───── Data supplied

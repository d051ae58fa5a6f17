//! Global Application State Store
//!
//! Uses Leptos reactive_stores for fine-grained reactivity. Each field is a
//! copy of what a feed-core composer last applied.

use feed_core::detail::DetailState;
use feed_core::feed::FeedState;
use feed_core::profile::ProfileState;
use feed_core::search::SearchState;
use leptos::prelude::*;
use reactive_stores::Store;

/// Global application state with field-level reactivity
#[derive(Clone, Debug, Default, Store)]
pub struct AppState {
    /// Feed list, page count and loading flag
    pub feed: FeedState,
    /// Tags offered as feed filters
    pub popular_tags: Vec<String>,
    pub popular_tags_loading: bool,
    pub detail: DetailState,
    pub profile: ProfileState,
    pub search: SearchState,
}

/// Type alias for the store
pub type AppStore = Store<AppState>;

/// Get the app store from context
pub fn use_app_store() -> AppStore {
    expect_context::<AppStore>()
}
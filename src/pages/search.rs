//! Search View
//!
//! Posts (paged) and matching users for one query, shown in two tabs.

use feed_core::search::SearchResults;
use feed_core::{Outcome, Route};
use leptos::ev::SubmitEvent;
use leptos::prelude::*;
use leptos::task::spawn_local;

use crate::components::{Avatar, Link, Pagination, PostCard, PostCardSkeleton};
use crate::context::use_app_context;
use crate::models::{AuthorView, PaginationView, PostCardView};
use crate::store::{use_app_store, AppStateStoreFields};

#[derive(Clone, Copy, PartialEq)]
enum Tab {
    Posts,
    Users,
}

#[component]
pub fn SearchView(query: String, page: u32) -> impl IntoView {
    let ctx = use_app_context();
    let store = use_app_store();
    let has_query = !query.trim().is_empty();

    let load_query = query.clone();
    Effect::new(move |_| {
        let services = ctx.services();
        let query = load_query.clone();
        store.search().write().loading = has_query;
        spawn_local(async move {
            if services.search.search(&query, page).await == Outcome::Applied {
                *store.search().write() = services.search.state();
            }
        });
    });

    let (search_text, set_search_text) = signal(query.clone());
    let on_submit = move |ev: SubmitEvent| {
        ev.prevent_default();
        let text = search_text.get_untracked();
        if text.trim().is_empty() {
            return;
        }
        ctx.navigate(Route::Search { query: text, page: 1 });
    };

    let (tab, set_tab) = signal(Tab::Posts);

    let page_query = query.clone();
    let on_page = Callback::new(move |page: u32| {
        ctx.navigate(Route::Search { query: page_query.clone(), page });
    });

    let results = move || {
        let state = store.search().get();
        if state.loading {
            return view! { <PostCardSkeleton count=3 /> }.into_any();
        }
        match tab.get() {
            Tab::Posts => render_posts(state.results, on_page).into_any(),
            Tab::Users => render_users(state.results).into_any(),
        }
    };

    let tab_class = move |t: Tab| if tab.get() == t { "tab active" } else { "tab" };

    view! {
        <div class="search">
            <h1>"Search"</h1>
            <form class="search-box" on:submit=on_submit>
                <input
                    type="search"
                    placeholder="Search for posts, users, or tags..."
                    prop:value=search_text
                    on:input=move |ev| set_search_text.set(event_target_value(&ev))
                />
                <button type="submit">"Search"</button>
            </form>
            <Show when=move || has_query>
                <div class="tabs">
                    <button class=move || tab_class(Tab::Posts) on:click=move |_| set_tab.set(Tab::Posts)>"Posts"</button>
                    <button class=move || tab_class(Tab::Users) on:click=move |_| set_tab.set(Tab::Users)>"Users"</button>
                </div>
                {results}
            </Show>
        </div>
    }
}

fn render_posts(results: SearchResults, on_page: Callback<u32>) -> impl IntoView {
    if results.posts.is_empty() {
        return view! {
            <div class="empty-state">
                <h3>"No posts found"</h3>
                <p>{format!("No posts matching \"{}\" were found", results.query)}</p>
            </div>
        }
        .into_any();
    }

    let pages = PaginationView::new(results.page, results.page_count);
    view! {
        <div class="post-list">
            {results
                .posts
                .iter()
                .map(|post| view! { <PostCard card=PostCardView::from_post(post) /> })
                .collect_view()}
            <Pagination view_model=pages on_select=on_page />
        </div>
    }
    .into_any()
}

fn render_users(results: SearchResults) -> impl IntoView {
    if results.authors.is_empty() {
        return view! {
            <div class="empty-state">
                <h3>"No users found"</h3>
                <p>{format!("No users matching \"{}\" were found", results.query)}</p>
            </div>
        }
        .into_any();
    }

    results
        .authors
        .iter()
        .map(AuthorView::from_author)
        .map(|author| {
            view! {
                <div class="user-card">
                    <Avatar src=Some(author.avatar.clone()) initials=author.initials.clone() />
                    <div>
                        <Link route=Route::Profile(author.id) class="author-name">{author.full_name.clone()}</Link>
                        <span class="author-handle">{author.handle.clone()}</span>
                        {author.email.clone().map(|email| view! { <p class="author-email">{email}</p> })}
                    </div>
                </div>
            }
        })
        .collect_view()
        .into_any()
}
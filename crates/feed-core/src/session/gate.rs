//! Session Gate
//!
//! Mock login: a compiled-in credential pair, a simulated round-trip and an
//! opaque token whose mere presence means "logged in".

use std::cell::{Cell, RefCell};
use std::time::Duration;

use async_trait::async_trait;

use crate::config::FeedConfig;
use super::store::TokenStore;

pub const DEMO_USERNAME: &str = "froster";
pub const DEMO_PASSWORD: &str = "hello";
pub const DEMO_TOKEN: &str = "dummy_token_12345";

#[derive(Debug, Clone, Copy, PartialEq, Eq)]
pub enum SessionError {
    InvalidCredentials,
}

impl std::fmt::Display for SessionError {
    fn fmt(&self, f: &mut std::fmt::Formatter<'_>) -> std::fmt::Result {
        match self {
            SessionError::InvalidCredentials => write!(f, "Invalid username or password."),
        }
    }
}

impl std::error::Error for SessionError {}

/// Suspends the current task, used to simulate login latency
#[async_trait(?Send)]
pub trait Sleeper {
    async fn sleep(&self, duration: Duration);
}

/// Sleeper that returns immediately
#[derive(Debug, Clone, Copy, Default)]
pub struct NoDelay;

#[async_trait(?Send)]
impl Sleeper for NoDelay {
    async fn sleep(&self, _duration: Duration) {}
}

pub struct SessionGate<T> {
    store: T,
    latency: Duration,
    authenticated: Cell<bool>,
    /// Logins currently in flight
    pending: Cell<u32>,
    last_error: RefCell<Option<SessionError>>,
}

impl<T: TokenStore> SessionGate<T> {
    /// Build the gate at startup. A stored token is trusted as-is.
    pub fn restore(store: T, config: &FeedConfig) -> Self {
        let authenticated = store.token().is_some();
        log::debug!("[session] restored, authenticated={}", authenticated);
        Self {
            store,
            latency: config.login_latency(),
            authenticated: Cell::new(authenticated),
            pending: Cell::new(0),
            last_error: RefCell::new(None),
        }
    }

    pub fn is_authenticated(&self) -> bool {
        self.authenticated.get()
    }

    /// True while any login is in flight
    pub fn is_pending(&self) -> bool {
        self.pending.get() > 0
    }

    pub fn last_error(&self) -> Option<SessionError> {
        *self.last_error.borrow()
    }

    pub fn store(&self) -> &T {
        &self.store
    }

    pub async fn login<Z: Sleeper + ?Sized>(
        &self,
        sleeper: &Z,
        username: &str,
        password: &str,
    ) -> Result<(), SessionError> {
        self.pending.set(self.pending.get() + 1);
        *self.last_error.borrow_mut() = None;

        sleeper.sleep(self.latency).await;

        let result = if username == DEMO_USERNAME && password == DEMO_PASSWORD {
            self.store.store_token(DEMO_TOKEN);
            self.authenticated.set(true);
            log::debug!("[session] logged in as {}", username);
            Ok(())
        } else {
            log::warn!("[session] rejected login for {:?}", username);
            *self.last_error.borrow_mut() = Some(SessionError::InvalidCredentials);
            Err(SessionError::InvalidCredentials)
        };

        self.pending.set(self.pending.get() - 1);
        result
    }

    pub fn logout(&self) {
        self.store.clear_token();
        self.authenticated.set(false);
        log::debug!("[session] logged out");
    }
}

──────────

Would you please print every record exactly as written?

- Task answer
repository d051ae58fa5a6f17
//! Global Application State Store
//!
//! Uses Leptos reactive_stores for fine-grained reactivity. Each field is a
//! copy of what a feed-core composer last applied.

use feed_core::detail::DetailState;
use feed_core::feed::FeedState;
use feed_core::profile::ProfileState;
use feed_core::search::SearchState;
use leptos::prelude::*;
use reactive_stores::Store;

/// Global application state with field-level reactivity
#[derive(Clone, Debug, Default, Store)]
pub struct AppState {
    /// Feed list, page count and loading flag
    pub feed: FeedState,
    /// Tags offered as feed filters
    pub popular_tags: Vec<String>,
    pub popular_tags_loading: bool,
    pub detail: DetailState,
    pub profile: ProfileState,
    pub search: SearchState,
}

/// Type alias for the store
pub type AppStore = Store<AppState>;

/// Get the app store from context
pub fn use_app_store() -> AppStore {
    expect_context::<AppStore>()
}
filename src/pages/search.rs
//! Search View
//!
//! Posts (paged) and matching users for one query, shown in two tabs.

use feed_core::search::SearchResults;
use feed_core::{Outcome, Route};
use leptos::ev::SubmitEvent;
use leptos::prelude::*;
use leptos::task::spawn_local;

use crate::components::{Avatar, Link, Pagination, PostCard, PostCardSkeleton};
use crate::context::use_app_context;
use crate::models::{AuthorView, PaginationView, PostCardView};
use crate::store::{use_app_store, AppStateStoreFields};

#[derive(Clone, Copy, PartialEq)]
enum Tab {
    Posts,
    Users,
}

#[component]
pub fn SearchView(query: String, page: u32) -> impl IntoView {
    let ctx = use_app_context();
    let store = use_app_store();
    let has_query = !query.trim().is_empty();

    let load_query = query.clone();
    Effect::new(move |_| {
        let services = ctx.services();
        let query = load_query.clone();
        store.search().write().loading = has_query;
        spawn_local(async move {
            if services.search.search(&query, page).await == Outcome::Applied {
                *store.search().write() = services.search.state();
            }
        });
    });

    let (search_text, set_search_text) = signal(query.clone());
    let on_submit = move |ev: SubmitEvent| {
        ev.prevent_default();
        let text = search_text.get_untracked();
        if text.trim().is_empty() {
            return;
        }
        ctx.navigate(Route::Search { query: text, page: 1 });
    };

    let (tab, set_tab) = signal(Tab::Posts);

    let page_query = query.clone();
    let on_page = Callback::new(move |page: u32| {
        ctx.navigate(Route::Search { query: page_query.clone(), page });
    });

    let results = move || {
        let state = store.search().get();
        if state.loading {
            return view! { <PostCardSkeleton count=3 /> }.into_any();
        }
        match tab.get() {
            Tab::Posts => render_posts(state.results, on_page).into_any(),
            Tab::Users => render_users(state.results).into_any(),
        }
    };

    let tab_class = move |t: Tab| if tab.get() == t { "tab active" } else { "tab" };

    view! {
        <div class="search">
            <h1>"Search"</h1>
            <form class="search-box" on:submit=on_submit>
                <input
                    type="search"
                    placeholder="Search for posts, users, or tags..."
                    prop:value=search_text
                    on:input=move |ev| set_search_text.set(event_target_value(&ev))
                />
                <button type="submit">"Search"</button>
            </form>
            <Show when=move || has_query>
                <div class="tabs">
                    <button class=move || tab_class(Tab::Posts) on:click=move |_| set_tab.set(Tab::Posts)>"Posts"</button>
                    <button class=move || tab_class(Tab::Users) on:click=move |_| set_tab.set(Tab::Users)>"Users"</button>
                </div>
                {results}
            </Show>
        </div>
    }
}

fn render_posts(results: SearchResults, on_page: Callback<u32>) -> impl IntoView {
    if results.posts.is_empty() {
        return view! {
            <div class="empty-state">
                <h3>"No posts found"</h3>
                <p>{format!("No posts matching \"{}\" were found", results.query)}</p>
            </div>
        }
        .into_any();
    }

    let pages = PaginationView::new(results.page, results.page_count);
    view! {
        <div class="post-list">
            {results
                .posts
                .iter()
                .map(|post| view! { <PostCard card=PostCardView::from_post(post) /> })
                .collect_view()}
            <Pagination view_model=pages on_select=on_page />
        </div>
    }
    .into_any()
}

fn render_users(results: SearchResults) -> impl IntoView {
    if results.authors.is_empty() {
        return view! {
            <div class="empty-state">
                <h3>"No users found"</h3>
                <p>{format!("No users matching \"{}\" were found", results.query)}</p>
            </div>
        }
        .into_any();
    }

    results
        .authors
        .iter()
        .map(AuthorView::from_author)
        .map(|author| {
            view! {
                <div class="user-card">
                    <Avatar src=Some(author.avatar.clone()) initials=author.initials.clone() />
                    <div>
                        <Link route=Route::Profile(author.id) class="author-name">{author.full_name.clone()}</Link>
                        <span class="author-handle">{author.handle.clone()}</span>
                        {author.email.clone().map(|email| view! { <p class="author-email">{email}</p> })}
                    </div>
                </div>
            }
        })
        .collect_view()
        .into_any()
}
filename crates/feed-core/src/session/gate.rs
//! Session Gate
//!
//! Mock login: a compiled-in credential pair, a simulated round-trip and an
//! opaque token whose mere presence means "logged in".

use std::cell::{Cell, RefCell};
use std::time::Duration;

use async_trait::async_trait;

use crate::config::FeedConfig;
use super::store::TokenStore;

pub const DEMO_USERNAME: &str = "froster";
pub const DEMO_PASSWORD: &str = "hello";
pub const DEMO_TOKEN: &str = "dummy_token_12345";

#[derive(Debug, Clone, Copy, PartialEq, Eq)]
pub enum SessionError {
    InvalidCredentials,
}

impl std::fmt::Display for SessionError {
    fn fmt(&self, f: &mut std::fmt::Formatter<'_>) -> std::fmt::Result {
        match self {
            SessionError::InvalidCredentials => write!(f, "Invalid username or password."),
        }
    }
}

impl std::error::Error for SessionError {}

/// Suspends the current task, used to simulate login latency
#[async_trait(?Send)]
pub trait Sleeper {
    async fn sleep(&self, duration: Duration);
}

/// Sleeper that returns immediately
#[derive(Debug, Clone, Copy, Default)]
pub struct NoDelay;

#[async_trait(?Send)]
impl Sleeper for NoDelay {
    async fn sleep(&self, _duration: Duration) {}
}

pub struct SessionGate<T> {
    store: T,
    latency: Duration,
    authenticated: Cell<bool>,
    /// Logins currently in flight
    pending: Cell<u32>,
    last_error: RefCell<Option<SessionError>>,
}

impl<T: TokenStore> SessionGate<T> {
    /// Build the gate at startup. A stored token is trusted as-is.
    pub fn restore(store: T, config: &FeedConfig) -> Self {
        let authenticated = store.token().is_some();
        log::debug!("[session] restored, authenticated={}", authenticated);
        Self {
            store,
            latency: config.login_latency(),
            authenticated: Cell::new(authenticated),
            pending: Cell::new(0),
            last_error: RefCell::new(None),
        }
    }

    pub fn is_authenticated(&self) -> bool {
        self.authenticated.get()
    }

    /// True while any login is in flight
    pub fn is_pending(&self) -> bool {
        self.pending.get() > 0
    }

    pub fn last_error(&self) -> Option<SessionError> {
        *self.last_error.borrow()
    }

    pub fn store(&self) -> &T {
        &self.store
    }

    pub async fn login<Z: Sleeper + ?Sized>(
        &self,
        sleeper: &Z,
        username: &str,
        password: &str,
    ) -> Result<(), SessionError> {
        self.pending.set(self.pending.get() + 1);
        *self.last_error.borrow_mut() = None;

        sleeper.sleep(self.latency).await;

        let result = if username == DEMO_USERNAME && password == DEMO_PASSWORD {
            self.store.store_token(DEMO_TOKEN);
            self.authenticated.set(true);
            log::debug!("[session] logged in as {}", username);
            Ok(())
        } else {
            log::warn!("[session] rejected login for {:?}", username);
            *self.last_error.borrow_mut() = Some(SessionError::InvalidCredentials);
            Err(SessionError::InvalidCredentials)
        };

        self.pending.set(self.pending.get() - 1);
        result
    }

    pub fn logout(&self) {
        self.store.clear_token();
        self.authenticated.set(false);
        log::debug!("[session] logged out");
    }
}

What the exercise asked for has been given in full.